*GOAL OF THE EXERCISE*
Your task is to repeat exactly the lines below between the line holding "at parse time." and the line holding "pub fn charge(&self, amount: Points)", inclusive, and only those.

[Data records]
+ + + + +

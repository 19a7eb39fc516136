//! Batch processing with user-based partitioning
//!
//! `BatchProcessor` splits a batch of operations by user and spawns one tokio
//! task per user. Each task applies its user's operations in input order, so
//! per-user ordering is preserved while different users run in parallel
//! against the shared ledger.
//!
//! # Architecture
//!
//! ```text
//! BatchProcessor
//!     └── Arc<Ledger>  (shared, per-user serialized)
//! ```

use std::collections::HashMap;
use std::sync::Arc;

use tracing::error;

use super::ledger::Ledger;
use super::traits::{BalanceStore, HistoryStore};
use crate::types::{Balance, LedgerError, OperationRecord, UserId};

/// Result of applying a single operation
#[derive(Debug, Clone)]
pub struct ProcessingResult {
    /// The operation that was applied
    pub record: OperationRecord,

    /// The resulting balance, or why the operation was rejected
    pub result: Result<Balance, LedgerError>,
}

/// Batch processor with user-based partitioning
#[derive(Debug)]
pub struct BatchProcessor<B, H> {
    ledger: Arc<Ledger<B, H>>,
}

impl<B, H> Clone for BatchProcessor<B, H> {
    fn clone(&self) -> Self {
        Self {
            ledger: Arc::clone(&self.ledger),
        }
    }
}

impl<B, H> BatchProcessor<B, H>
where
    B: BalanceStore + 'static,
    H: HistoryStore + 'static,
{
    /// Create a new BatchProcessor over a shared ledger
    pub fn new(ledger: Arc<Ledger<B, H>>) -> Self {
        Self { ledger }
    }

    /// Partition a batch of operations by user ID
    ///
    /// # Guarantees
    ///
    /// - Each operation appears in exactly one sub-batch
    /// - Operations for each user keep their original order
    pub fn partition_by_user(
        &self,
        batch: Vec<OperationRecord>,
    ) -> HashMap<UserId, Vec<OperationRecord>> {
        let mut user_batches: HashMap<UserId, Vec<OperationRecord>> = HashMap::new();

        for record in batch {
            user_batches.entry(record.user).or_default().push(record);
        }

        user_batches
    }

    /// Apply all operations for a single user sequentially
    ///
    /// Failures are captured in the results and do not stop the sequence.
    pub async fn process_user_operations(
        &self,
        operations: Vec<OperationRecord>,
    ) -> Vec<ProcessingResult> {
        let mut results = Vec::with_capacity(operations.len());

        for record in operations {
            let result = self
                .ledger
                .apply(record.user, record.kind, record.amount)
                .await;
            results.push(ProcessingResult { record, result });
        }

        results
    }

    /// Apply a batch, one task per user
    ///
    /// Results for one user are in input order; results across users are in
    /// no particular order.
    pub async fn process_batch(&self, batch: Vec<OperationRecord>) -> Vec<ProcessingResult> {
        let user_batches = self.partition_by_user(batch);

        let mut tasks = Vec::with_capacity(user_batches.len());
        for (_user, operations) in user_batches {
            let processor = self.clone();
            tasks.push(tokio::spawn(async move {
                processor.process_user_operations(operations).await
            }));
        }

        let mut results = Vec::new();
        for task in tasks {
            match task.await {
                Ok(user_results) => results.extend(user_results),
                Err(e) => error!(error = %e, "user task panicked"),
            }
        }

        results
    }
}

#[cfg(test)]
mod tests {
    use super::*;
    use crate::core::balance_store::InMemoryBalanceStore;
    use crate::core::history_store::InMemoryHistoryStore;
    use crate::core::ledger::{InMemoryLedger, LedgerConfig};
    use crate::types::{ErrorKind, TransactionKind};

    fn op(kind: TransactionKind, user: UserId, amount: i64) -> OperationRecord {
        OperationRecord { kind, user, amount }
    }

    fn processor() -> (
        Arc<InMemoryLedger>,
        BatchProcessor<InMemoryBalanceStore, InMemoryHistoryStore>,
    ) {
        let ledger = Arc::new(Ledger::in_memory(LedgerConfig::default()));
        let processor = BatchProcessor::new(Arc::clone(&ledger));
        (ledger, processor)
    }

    #[test]
    fn test_partition_keeps_per_user_order() {
        let (_ledger, processor) = processor();
        let batch = vec![
            op(TransactionKind::Charge, 1, 100),
            op(TransactionKind::Charge, 2, 200),
            op(TransactionKind::Use, 1, 30),
            op(TransactionKind::Use, 2, 50),
            op(TransactionKind::Charge, 1, 5),
        ];

        let partitions = processor.partition_by_user(batch);

        assert_eq!(partitions.len(), 2);
        let user1: Vec<i64> = partitions[&1].iter().map(|r| r.amount).collect();
        let user2: Vec<i64> = partitions[&2].iter().map(|r| r.amount).collect();
        assert_eq!(user1, vec![100, 30, 5]);
        assert_eq!(user2, vec![200, 50]);
    }

    #[test]
    fn test_partition_empty_batch() {
        let (_ledger, processor) = processor();
        assert!(processor.partition_by_user(Vec::new()).is_empty());
    }

    #[tokio::test]
    async fn test_process_user_operations_continues_after_failure() {
        let (ledger, processor) = processor();
        let operations = vec![
            op(TransactionKind::Charge, 1, 100),
            op(TransactionKind::Use, 1, 500),
            op(TransactionKind::Use, 1, 40),
        ];

        let results = processor.process_user_operations(operations).await;

        assert_eq!(results.len(), 3);
        assert_eq!(results[0].result.as_ref().unwrap().amount, 100);
        assert_eq!(
            results[1].result.as_ref().unwrap_err().kind(),
            ErrorKind::InsufficientBalance
        );
        assert_eq!(results[2].result.as_ref().unwrap().amount, 60);
        assert_eq!(ledger.get_history(1).await.unwrap().len(), 2);
    }

    #[tokio::test(flavor = "multi_thread", worker_threads = 4)]
    async fn test_process_batch_many_users() {
        let (ledger, processor) = processor();
        let mut batch = Vec::new();
        for round in 0..10 {
            for user in 0u64..8 {
                batch.push(op(TransactionKind::Charge, user, 10 + round));
            }
        }

        let results = processor.process_batch(batch).await;

        assert_eq!(results.len(), 80);
        assert!(results.iter().all(|r| r.result.is_ok()));
        // 10 + 11 + ... + 19
        for user in 0u64..8 {
            assert_eq!(ledger.get_balance(user).await.unwrap().amount, 145);
            assert_eq!(ledger.get_history(user).await.unwrap().len(), 10);
        }
    }

    #[test]
    fn test_processor_is_cloneable() {
        let (ledger, processor) = processor();

        let _clone = processor.clone();

        // Original + processor + clone
        assert_eq!(Arc::strong_count(&ledger), 3);
    }
}
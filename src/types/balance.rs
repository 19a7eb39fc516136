//! Balance-related types for the point ledger
//!
//! This module defines the Balance snapshot and the two pure rules that
//! produce a new snapshot from an existing one: charge (credit) and use (debit).

use super::error::LedgerError;
use super::history::TransactionKind;

/// User identifier
///
/// Opaque key that scopes a balance and its history.
pub type UserId = u64;

/// Point amount
///
/// Signed so that non-positive requests can be represented and rejected
/// with `InvalidAmount` instead of failing at parse time.
pub type Points = i64;

/// Upper bound a balance may ever reach
pub const MAX_AMOUNT: Points = 1_000_000;

/// Current wall-clock time in milliseconds since the Unix epoch
///
/// Informational only; never used for ordering decisions.
pub fn now_millis() -> i64 {
    chrono::Utc::now().timestamp_millis()
}

/// Immutable snapshot of a user's point balance
///
/// Mutations never touch the receiver. `charge` and `use_points` return a new
/// snapshot, so a prior snapshot can be read safely while a write is in flight.
#[derive(Debug, Clone, PartialEq, Eq)]
pub struct Balance {
    /// The user this balance belongs to
    pub user: UserId,

    /// Points held, always within `0..=MAX_AMOUNT`
    pub amount: Points,

    /// Last update time in epoch milliseconds
    pub updated_at: i64,
}

impl Balance {
    /// Create a snapshot with the given amount, stamped with the current time
    pub fn new(user: UserId, amount: Points) -> Self {
        Balance {
            user,
            amount,
            updated_at: now_millis(),
        }
    }

    /// Zero balance for a user that has never been seen
    pub fn empty(user: UserId) -> Self {
        Self::new(user, 0)
    }

    /// Credit `amount` points
    ///
    /// # Errors
    ///
    /// * `InvalidAmount` if `amount <= 0`
    /// * `LimitExceeded` if the result would be above `MAX_AMOUNT`
    pub fn charge(&self, amount: Points) -> Result<Balance, LedgerError> {
        if amount <= 0 {
            return Err(LedgerError::invalid_amount(
                TransactionKind::Charge,
                self.user,
                amount,
            ));
        }

        // checked_add keeps absurdly large requests from wrapping past the limit check
        let next = self
            .amount
            .checked_add(amount)
            .filter(|next| *next <= MAX_AMOUNT)
            .ok_or_else(|| LedgerError::limit_exceeded(self.user, self.amount, amount))?;

        Ok(Balance::new(self.user, next))
    }

    /// Debit `amount` points
    ///
    /// Using exactly the full balance is allowed and yields zero.
    ///
    /// # Errors
    ///
    /// * `InvalidAmount` if `amount <= 0`
    /// * `InsufficientBalance` if `amount` is greater than the current balance
    pub fn use_points(&self, amount: Points) -> Result<Balance, LedgerError> {
        if amount <= 0 {
            return Err(LedgerError::invalid_amount(
                TransactionKind::Use,
                self.user,
                amount,
            ));
        }

        if amount > self.amount {
            return Err(LedgerError::insufficient_balance(
                self.user,
                self.amount,
                amount,
            ));
        }

        Ok(Balance::new(self.user, self.amount - amount))
    }

    /// Apply the rule matching `kind`
    pub fn apply(&self, kind: TransactionKind, amount: Points) -> Result<Balance, LedgerError> {
        match kind {
            TransactionKind::Charge => self.charge(amount),
            TransactionKind::Use => self.use_points(amount),
        }
    }
}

+ + + + +

*ANSWER TO THE PROBLEM*
/// with `InvalidAmount` instead of failing at parse time.
pub type Points = i64;

/// Upper bound a balance may ever reach
pub const MAX_AMOUNT: Points = 1_000_000;

/// Current wall-clock time in milliseconds since the Unix epoch
///
/// Informational only; never used for ordering decisions.
pub fn now_millis() -> i64 {
    chrono::Utc::now().timestamp_millis()
}

/// Immutable snapshot of a user's point balance
///
/// Mutations never touch the receiver. `charge` and `use_points` return a new
/// snapshot, so a prior snapshot can be read safely while a write is in flight.
#[derive(Debug, Clone, PartialEq, Eq)]
pub struct Balance {
    /// The user this balance belongs to
    pub user: UserId,

    /// Points held, always within `0..=MAX_AMOUNT`
    pub amount: Points,

    /// Last update time in epoch milliseconds
    pub updated_at: i64,
}

impl Balance {
    /// Create a snapshot with the given amount, stamped with the current time
    pub fn new(user: UserId, amount: Points) -> Self {
        Balance {
            user,
            amount,
            updated_at: now_millis(),
        }
    }

    /// Zero balance for a user that has never been seen
    pub fn empty(user: UserId) -> Self {
        Self::new(user, 0)
    }

    /// Credit `amount` points
    ///
    /// # Errors
    ///
    /// * `InvalidAmount` if `amount <= 0`
    /// * `LimitExceeded` if the result would be above `MAX_AMOUNT`
    pub fn charge(&self, amount: Points) -> Result<Balance, LedgerError> {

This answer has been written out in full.